* Try it
Across the entries below, how many lines have the word "time" in them? Respond with only the number.
[Supplied material]
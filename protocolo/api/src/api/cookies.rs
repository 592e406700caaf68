use cookie::{Cookie, SameSite};
use hyper::header;

pub const SESSION_COOKIE: &str = "session";

/// One-shot message shown on the next page load, Flask-flash style.
pub const FLASH_COOKIE: &str = "flash";

/// Reads a single cookie out of the request's `Cookie` header.
pub fn parse<B>(req: &hyper::Request<B>, name: &str) -> Option<String> {
    let header = req.headers().get(header::COOKIE)?.to_str().ok()?;

    Cookie::split_parse_encoded(header.to_owned())
        .filter_map(|cookie| cookie.ok())
        .find(|cookie| cookie.name() == name)
        .map(|cookie| cookie.value().to_owned())
}

pub fn session(id: &str, validity_secs: u64) -> String {
    Cookie::build((SESSION_COOKIE, id))
        .http_only(true)
        .path("/")
        .same_site(SameSite::Lax)
        .max_age(cookie::time::Duration::seconds(validity_secs as i64))
        .build()
        .encoded()
        .to_string()
}

pub fn flash(message: &str) -> String {
    Cookie::build((FLASH_COOKIE, message))
        .path("/")
        .same_site(SameSite::Lax)
        .build()
        .encoded()
        .to_string()
}

pub fn clear(name: &str) -> String {
    Cookie::build((name, ""))
        .path("/")
        .max_age(cookie::time::Duration::ZERO)
        .build()
        .encoded()
        .to_string()
}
[/Supplied material]
* Answer section
2